Other exciting developments in immunotherapy for AML include a trial of the PD-1/PD-L1 blockers with the next generation of checkpoint inhibitors such as TIM-3 antibodies (NCT03066648). TIM-3 is another T-cell surface receptor that contributes to T-cell exhaustion upon binding its ligand, phosphatidylserine. Other combinations could be considered, such as an inhibitory signal antagonist with a stimulatory signal agonist such as OX40. These stimulatory T-cell signals are the same as those utilized for current CAR-T cell construction and cause growth and survival promoting autoregulatory effects on the T-cells. Thinking beyond T-cells, other killer cells of the immune system, such as natural killer (NK) cells or macrophages could be exploited. Lirilumab is an antibody against KIR inhibitory receptors on NK cells that failed to show significant activity over placebo in a Phase II trial in AML this year,4  but appears to boost the efficacy of PD-1 blockade in head and neck squamous-cell carcinoma. Another approach is to help macrophages and dendritic cells overcome suppression by tumors that express CD-47, a ligand for the SIRP-α receptor that facilitates phagocytosis, also called the “don’t eat me” signal. The safety and efficacy of this is currently being tested in a phase I study (NCT02641002). Although the results of these clinical trials are still quite nascent, the experience with immunotherapeutics for many forms of cancer to date, combined with the heterogeneity of AML, suggest that success with any of these agents may be found only in particular subgroups of AML patients.
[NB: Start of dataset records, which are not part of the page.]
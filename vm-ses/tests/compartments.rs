use vm_ses::{Heap, HeapLimits, PropertyKind, Value, VmError};

fn context() -> Result<(Heap, vm_ses::Vm), VmError> {
  let mut heap = Heap::new(HeapLimits::new(1024 * 1024, 1024 * 1024));
  let vm = vm_ses::Vm::new(&mut heap)?;
  Ok((heap, vm))
}

fn string_of(heap: &Heap, value: Value) -> String {
  match value {
    Value::CodePoint(c) => c.to_string(),
    Value::String(s) => heap.string_str(s).expect("live string").to_owned(),
    other => panic!("expected a string result, got {other:?}"),
  }
}

fn error_name(heap: &mut Heap, err: &VmError) -> String {
  let VmError::Throw(Value::Object(mut obj)) = *err else {
    panic!("expected a thrown error object, got {err:?}");
  };
  let key = heap.intern("name").expect("intern");
  loop {
    if let Some(desc) = heap.object_get_own_property(obj, key).expect("live object") {
      if let PropertyKind::Data { value, .. } = desc.kind {
        return string_of(heap, value);
      }
    }
    match heap.object_prototype(obj).expect("live object") {
      Some(parent) => obj = parent,
      None => return String::from("<anonymous>"),
    }
  }
}

#[test]
fn globals_option_shows_up_on_global_this_and_in_scope() -> Result<(), VmError> {
  let (mut heap, mut vm) = context()?;

  // Declarations do not persist across `evaluate` calls, so the compartment is pinned on the
  // root global.
  let result = vm.evaluate(
    &mut heap,
    "globalThis.c = new Compartment({ globals: { x: 42 } }); c.evaluate('x + 1');",
  )?;
  assert_eq!(result, Value::Int(43));

  let result = vm.evaluate(&mut heap, "c.evaluate('globalThis.x')")?;
  assert_eq!(result, Value::Int(42));
  let result = vm.evaluate(&mut heap, "c.globalThis.x")?;
  assert_eq!(result, Value::Int(42));

  vm.teardown(&mut heap);
  Ok(())
}

#[test]
fn global_lexicals_are_in_scope_but_not_on_global_this() -> Result<(), VmError> {
  let (mut heap, mut vm) = context()?;

  let result = vm.evaluate(
    &mut heap,
    "globalThis.c = new Compartment({ globalLexicals: { y: 7 } }); c.evaluate('typeof globalThis.y');",
  )?;
  assert_eq!(string_of(&heap, result), "undefined");

  let result = vm.evaluate(&mut heap, "c.evaluate('y')")?;
  assert_eq!(result, Value::Int(7));

  vm.teardown(&mut heap);
  Ok(())
}

#[test]
fn non_writable_lexical_descriptors_become_immutable_bindings() -> Result<(), VmError> {
  let (mut heap, mut vm) = context()?;

  let result = vm.evaluate(
    &mut heap,
    r#"
      var lex = Object.defineProperty({}, 'y', {
        value: 7, writable: false, enumerable: true, configurable: true
      });
      globalThis.c = new Compartment({ globalLexicals: lex });
      c.evaluate("var hit = null; try { y = 8; } catch (e) { hit = e.name; } hit");
    "#,
  )?;
  assert_eq!(string_of(&heap, result), "TypeError");

  // The binding still reads fine afterwards.
  let result = vm.evaluate(&mut heap, "c.evaluate('y')")?;
  assert_eq!(result, Value::Int(7));

  vm.teardown(&mut heap);
  Ok(())
}

#[test]
fn unrecognized_option_keys_are_ignored() -> Result<(), VmError> {
  let (mut heap, mut vm) = context()?;

  let result = vm.evaluate(
    &mut heap,
    "new Compartment({ wat: 1, transforms: [], globals: { a: 5 } }).evaluate('a')",
  )?;
  assert_eq!(result, Value::Int(5));

  vm.teardown(&mut heap);
  Ok(())
}

#[test]
fn declarations_in_one_compartment_are_invisible_in_another() -> Result<(), VmError> {
  let (mut heap, mut vm) = context()?;

  vm.evaluate(
    &mut heap,
    r#"
      globalThis.a = new Compartment();
      globalThis.b = new Compartment();
      a.evaluate('globalThis.secret = 123');
    "#,
  )?;
  let result = vm.evaluate(&mut heap, "b.evaluate('typeof secret')")?;
  assert_eq!(string_of(&heap, result), "undefined");
  let result = vm.evaluate(&mut heap, "a.evaluate('secret')")?;
  assert_eq!(result, Value::Int(123));

  // And neither leaks into the root compartment.
  let result = vm.evaluate(&mut heap, "typeof secret")?;
  assert_eq!(string_of(&heap, result), "undefined");

  vm.teardown(&mut heap);
  Ok(())
}

#[test]
fn global_this_objects_are_distinct_and_stable() -> Result<(), VmError> {
  let (mut heap, mut vm) = context()?;

  let result = vm.evaluate(
    &mut heap,
    "globalThis.a = new Compartment(); globalThis.b = new Compartment(); a.globalThis === b.globalThis",
  )?;
  assert_eq!(result, Value::Bool(false));

  let result = vm.evaluate(&mut heap, "a.globalThis === a.globalThis")?;
  assert_eq!(result, Value::Bool(true));

  // A compartment's global is also not the root compartment's global.
  let result = vm.evaluate(&mut heap, "a.globalThis === globalThis")?;
  assert_eq!(result, Value::Bool(false));

  vm.teardown(&mut heap);
  Ok(())
}

#[test]
fn intrinsics_are_shared_by_reference_across_compartments() -> Result<(), VmError> {
  let (mut heap, mut vm) = context()?;

  let in_compartment = vm.evaluate(
    &mut heap,
    "globalThis.c = new Compartment(); c.evaluate('Array.prototype')",
  )?;
  let in_root = vm.evaluate(&mut heap, "Array.prototype")?;
  assert_eq!(in_compartment, in_root);

  // Pre-lockdown, prototype pollution in one compartment is visible in every other.
  vm.evaluate(&mut heap, "c.evaluate('Object.prototype.polluted = 99')")?;
  let result = vm.evaluate(&mut heap, "({}).polluted")?;
  assert_eq!(result, Value::Int(99));
  let result = vm.evaluate(&mut heap, "new Compartment().evaluate('({}).polluted')")?;
  assert_eq!(result, Value::Int(99));

  vm.teardown(&mut heap);
  Ok(())
}

#[test]
fn top_level_this_is_null_without_lexicals_and_global_with_them() -> Result<(), VmError> {
  let (mut heap, mut vm) = context()?;

  let result = vm.evaluate(&mut heap, "new Compartment().evaluate('this === null')")?;
  assert_eq!(result, Value::Bool(true));

  let result = vm.evaluate(
    &mut heap,
    "new Compartment({ globalLexicals: { z: 1 } }).evaluate('this === globalThis')",
  )?;
  assert_eq!(result, Value::Bool(true));

  vm.teardown(&mut heap);
  Ok(())
}

#[test]
fn compartments_can_nest_and_children_start_empty() -> Result<(), VmError> {
  let (mut heap, mut vm) = context()?;

  let result = vm.evaluate(
    &mut heap,
    r#"
      globalThis.outer = new Compartment({ globals: { marker: 1 } });
      outer.evaluate("globalThis.inner = new Compartment(); inner.evaluate('typeof marker')");
    "#,
  )?;
  assert_eq!(string_of(&heap, result), "undefined");

  let result = vm.evaluate(&mut heap, "outer.evaluate(\"inner.evaluate('1 + 1')\")")?;
  assert_eq!(result, Value::Int(2));

  vm.teardown(&mut heap);
  Ok(())
}

#[test]
fn parse_errors_surface_as_catchable_syntax_errors() -> Result<(), VmError> {
  let (mut heap, mut vm) = context()?;

  let err = vm
    .evaluate(&mut heap, "new Compartment().evaluate('var = 1')")
    .expect_err("malformed source must throw");
  assert_eq!(error_name(&mut heap, &err), "SyntaxError");

  // Catchable from script, like every other error.
  let result = vm.evaluate(
    &mut heap,
    r#"
      var name = null;
      try { new Compartment().evaluate("with (o) {}"); } catch (e) { name = e.name; }
      name;
    "#,
  )?;
  assert_eq!(string_of(&heap, result), "SyntaxError");

  vm.teardown(&mut heap);
  Ok(())
}

#[test]
fn script_declarations_do_not_persist_across_evaluate_calls() -> Result<(), VmError> {
  let (mut heap, mut vm) = context()?;

  vm.evaluate(
    &mut heap,
    "globalThis.c = new Compartment(); c.evaluate('var v = 5;')",
  )?;
  let result = vm.evaluate(&mut heap, "c.evaluate('typeof v')")?;
  assert_eq!(string_of(&heap, result), "undefined");

  // Explicit globalThis writes are the way to persist state.
  vm.evaluate(&mut heap, "c.evaluate('globalThis.w = 6;')")?;
  let result = vm.evaluate(&mut heap, "c.evaluate('w')")?;
  assert_eq!(result, Value::Int(6));

  vm.teardown(&mut heap);
  Ok(())
}

#[test]
fn evaluate_requires_string_source() -> Result<(), VmError> {
  let (mut heap, mut vm) = context()?;

  let err = vm
    .evaluate(&mut heap, "new Compartment().evaluate(42)")
    .expect_err("non-string source must throw");
  assert_eq!(error_name(&mut heap, &err), "TypeError");

  vm.teardown(&mut heap);
  Ok(())
}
Therefore, a critical step in future development of these drugs will be identifying the patients in whom immunotherapy will be most useful and when to use it.

1.
Davids MS, Kim HT, Bachireddy P, et al.
Ipilimumab for patients with relapse after allogeneic transplantation.
N Engl J Med.
2016;375:143-153.
https://www.ncbi.nlm.nih.gov/pubmed/27410923
2.
Daver N, Basu S, Garcia-Manero G, et al.
Defining the immune checkpoint landscape in patients (pts) with acute myeloid leukemia (AML).
Blood.
2016;128:2900.
http://www.bloodjournal.org/content/128/22/2900?sso-checked=true
3.
Daver NG, Basu S, Garcia-Manero G, et al.
Phase IB/II study of nivolumab with azacytidine (AZA) in patients (pts) with relapsed AML.
J Clin Oncol.
2017;35:7026.
http://ascopubs.org/doi/abs/10.1200/JCO.2017.35.15_suppl.7026

Competing Interests

Dr. Taylor and Dr. Abdel-Wahab indicated no relevant conflicts of interest.